Saved data entries:
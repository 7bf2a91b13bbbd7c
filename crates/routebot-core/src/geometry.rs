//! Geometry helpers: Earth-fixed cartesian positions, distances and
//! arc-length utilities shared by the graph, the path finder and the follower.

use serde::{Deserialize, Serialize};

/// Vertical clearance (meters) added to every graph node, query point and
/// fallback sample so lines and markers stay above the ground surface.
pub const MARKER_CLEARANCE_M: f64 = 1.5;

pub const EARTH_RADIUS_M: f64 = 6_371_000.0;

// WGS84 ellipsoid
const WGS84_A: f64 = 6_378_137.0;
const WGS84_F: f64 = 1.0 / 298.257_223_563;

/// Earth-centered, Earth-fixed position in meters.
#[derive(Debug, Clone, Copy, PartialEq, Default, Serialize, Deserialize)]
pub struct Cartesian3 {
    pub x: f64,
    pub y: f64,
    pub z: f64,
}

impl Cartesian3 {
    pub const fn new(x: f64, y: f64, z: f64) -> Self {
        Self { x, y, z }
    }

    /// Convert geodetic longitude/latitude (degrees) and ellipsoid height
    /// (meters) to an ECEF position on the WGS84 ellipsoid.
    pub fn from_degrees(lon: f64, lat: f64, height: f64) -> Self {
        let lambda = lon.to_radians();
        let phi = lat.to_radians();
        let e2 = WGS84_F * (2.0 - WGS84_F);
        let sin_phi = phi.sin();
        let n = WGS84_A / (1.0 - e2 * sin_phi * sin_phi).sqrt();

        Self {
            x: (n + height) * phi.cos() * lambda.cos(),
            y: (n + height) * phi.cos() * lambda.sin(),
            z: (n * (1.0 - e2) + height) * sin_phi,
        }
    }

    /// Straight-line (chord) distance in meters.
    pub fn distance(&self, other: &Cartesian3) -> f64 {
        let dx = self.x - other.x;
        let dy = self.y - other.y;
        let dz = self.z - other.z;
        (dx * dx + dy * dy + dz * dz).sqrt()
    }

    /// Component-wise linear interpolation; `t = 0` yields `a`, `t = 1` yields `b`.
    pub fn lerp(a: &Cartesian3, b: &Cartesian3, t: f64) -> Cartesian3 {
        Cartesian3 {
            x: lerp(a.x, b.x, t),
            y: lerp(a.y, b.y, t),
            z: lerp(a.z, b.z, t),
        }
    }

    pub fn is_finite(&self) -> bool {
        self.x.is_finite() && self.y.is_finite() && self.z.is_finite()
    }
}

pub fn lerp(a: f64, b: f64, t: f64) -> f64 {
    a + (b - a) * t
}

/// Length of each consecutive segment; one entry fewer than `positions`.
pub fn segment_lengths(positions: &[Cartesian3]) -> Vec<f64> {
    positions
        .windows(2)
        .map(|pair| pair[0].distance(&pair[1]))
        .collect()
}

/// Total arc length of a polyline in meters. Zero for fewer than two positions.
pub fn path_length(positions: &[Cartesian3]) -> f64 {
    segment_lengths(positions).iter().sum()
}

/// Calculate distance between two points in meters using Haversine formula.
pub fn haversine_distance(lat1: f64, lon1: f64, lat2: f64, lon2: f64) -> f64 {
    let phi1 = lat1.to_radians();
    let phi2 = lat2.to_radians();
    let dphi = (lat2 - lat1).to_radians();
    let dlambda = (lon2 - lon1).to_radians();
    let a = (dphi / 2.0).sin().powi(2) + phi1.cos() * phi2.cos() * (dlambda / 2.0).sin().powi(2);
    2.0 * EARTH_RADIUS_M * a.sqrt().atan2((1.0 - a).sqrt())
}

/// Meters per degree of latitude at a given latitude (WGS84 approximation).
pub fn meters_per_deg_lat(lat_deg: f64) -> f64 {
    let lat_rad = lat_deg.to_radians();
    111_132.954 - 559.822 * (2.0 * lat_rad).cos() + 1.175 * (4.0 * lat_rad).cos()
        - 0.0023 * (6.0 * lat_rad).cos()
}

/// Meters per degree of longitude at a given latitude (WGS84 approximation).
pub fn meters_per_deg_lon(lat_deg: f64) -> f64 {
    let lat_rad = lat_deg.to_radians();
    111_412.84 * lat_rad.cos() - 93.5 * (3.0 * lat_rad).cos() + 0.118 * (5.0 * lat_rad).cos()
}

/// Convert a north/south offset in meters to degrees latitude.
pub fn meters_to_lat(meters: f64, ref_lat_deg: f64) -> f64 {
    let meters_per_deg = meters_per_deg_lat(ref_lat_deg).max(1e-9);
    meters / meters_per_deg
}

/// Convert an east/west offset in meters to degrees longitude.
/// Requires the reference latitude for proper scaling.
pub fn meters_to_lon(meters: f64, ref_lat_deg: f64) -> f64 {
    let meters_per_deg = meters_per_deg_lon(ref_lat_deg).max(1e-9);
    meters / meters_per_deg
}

---

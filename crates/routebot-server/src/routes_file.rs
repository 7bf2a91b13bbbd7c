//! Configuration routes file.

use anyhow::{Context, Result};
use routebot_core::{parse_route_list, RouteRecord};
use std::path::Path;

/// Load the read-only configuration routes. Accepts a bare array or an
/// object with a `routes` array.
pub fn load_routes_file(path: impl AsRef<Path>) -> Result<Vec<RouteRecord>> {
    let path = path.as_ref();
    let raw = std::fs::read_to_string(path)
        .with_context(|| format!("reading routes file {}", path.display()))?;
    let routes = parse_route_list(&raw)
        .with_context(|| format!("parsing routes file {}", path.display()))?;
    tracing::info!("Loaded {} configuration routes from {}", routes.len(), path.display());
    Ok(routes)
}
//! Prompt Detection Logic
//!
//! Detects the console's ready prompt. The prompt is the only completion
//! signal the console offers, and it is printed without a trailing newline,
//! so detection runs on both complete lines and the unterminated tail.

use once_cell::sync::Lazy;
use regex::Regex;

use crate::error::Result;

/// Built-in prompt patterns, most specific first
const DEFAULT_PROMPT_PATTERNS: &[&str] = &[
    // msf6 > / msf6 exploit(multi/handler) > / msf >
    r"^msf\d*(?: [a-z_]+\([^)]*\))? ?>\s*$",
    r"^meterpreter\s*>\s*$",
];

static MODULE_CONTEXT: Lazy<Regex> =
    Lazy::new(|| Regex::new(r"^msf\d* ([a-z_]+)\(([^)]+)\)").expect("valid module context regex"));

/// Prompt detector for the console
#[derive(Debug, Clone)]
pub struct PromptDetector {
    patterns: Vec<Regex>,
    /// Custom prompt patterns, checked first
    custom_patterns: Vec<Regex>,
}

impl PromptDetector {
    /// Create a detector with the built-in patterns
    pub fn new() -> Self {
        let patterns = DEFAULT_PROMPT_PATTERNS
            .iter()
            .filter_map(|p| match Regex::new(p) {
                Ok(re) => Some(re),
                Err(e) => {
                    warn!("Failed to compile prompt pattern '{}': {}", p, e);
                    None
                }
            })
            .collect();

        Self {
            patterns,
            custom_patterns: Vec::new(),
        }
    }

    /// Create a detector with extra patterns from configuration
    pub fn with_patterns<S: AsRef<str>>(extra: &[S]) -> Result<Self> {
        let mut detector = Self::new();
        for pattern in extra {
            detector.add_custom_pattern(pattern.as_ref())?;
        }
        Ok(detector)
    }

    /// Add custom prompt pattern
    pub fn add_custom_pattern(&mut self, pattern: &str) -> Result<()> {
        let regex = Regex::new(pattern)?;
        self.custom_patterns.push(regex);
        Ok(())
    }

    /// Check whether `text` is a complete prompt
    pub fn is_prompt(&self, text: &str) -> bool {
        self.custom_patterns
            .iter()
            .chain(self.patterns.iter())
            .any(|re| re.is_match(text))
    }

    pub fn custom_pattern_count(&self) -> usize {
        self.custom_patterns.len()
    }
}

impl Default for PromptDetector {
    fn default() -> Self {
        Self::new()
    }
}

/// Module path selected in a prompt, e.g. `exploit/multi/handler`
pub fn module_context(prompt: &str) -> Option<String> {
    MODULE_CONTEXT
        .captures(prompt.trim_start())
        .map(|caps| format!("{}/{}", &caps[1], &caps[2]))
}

**Your goal**: Using the records above, set down exactly the lines from the one with "#[derive(Debug, Clone)]" through the one with "for pattern in", inclusive, and nothing more.

**Response area**:
#[derive(Debug, Clone)]
pub struct PromptDetector {
    patterns: Vec<Regex>,
    /// Custom prompt patterns, checked first
    custom_patterns: Vec<Regex>,
}

impl PromptDetector {
    /// Create a detector with the built-in patterns
    pub fn new() -> Self {
        let patterns = DEFAULT_PROMPT_PATTERNS
            .iter()
            .filter_map(|p| match Regex::new(p) {
                Ok(re) => Some(re),
                Err(e) => {
                    warn!("Failed to compile prompt pattern '{}': {}", p, e);
                    None
                }
            })
            .collect();

        Self {
            patterns,
            custom_patterns: Vec::new(),
        }
    }

    /// Create a detector with extra patterns from configuration
    pub fn with_patterns<S: AsRef<str>>(extra: &[S]) -> Result<Self> {
        let mut detector = Self::new();
        for pattern in extra {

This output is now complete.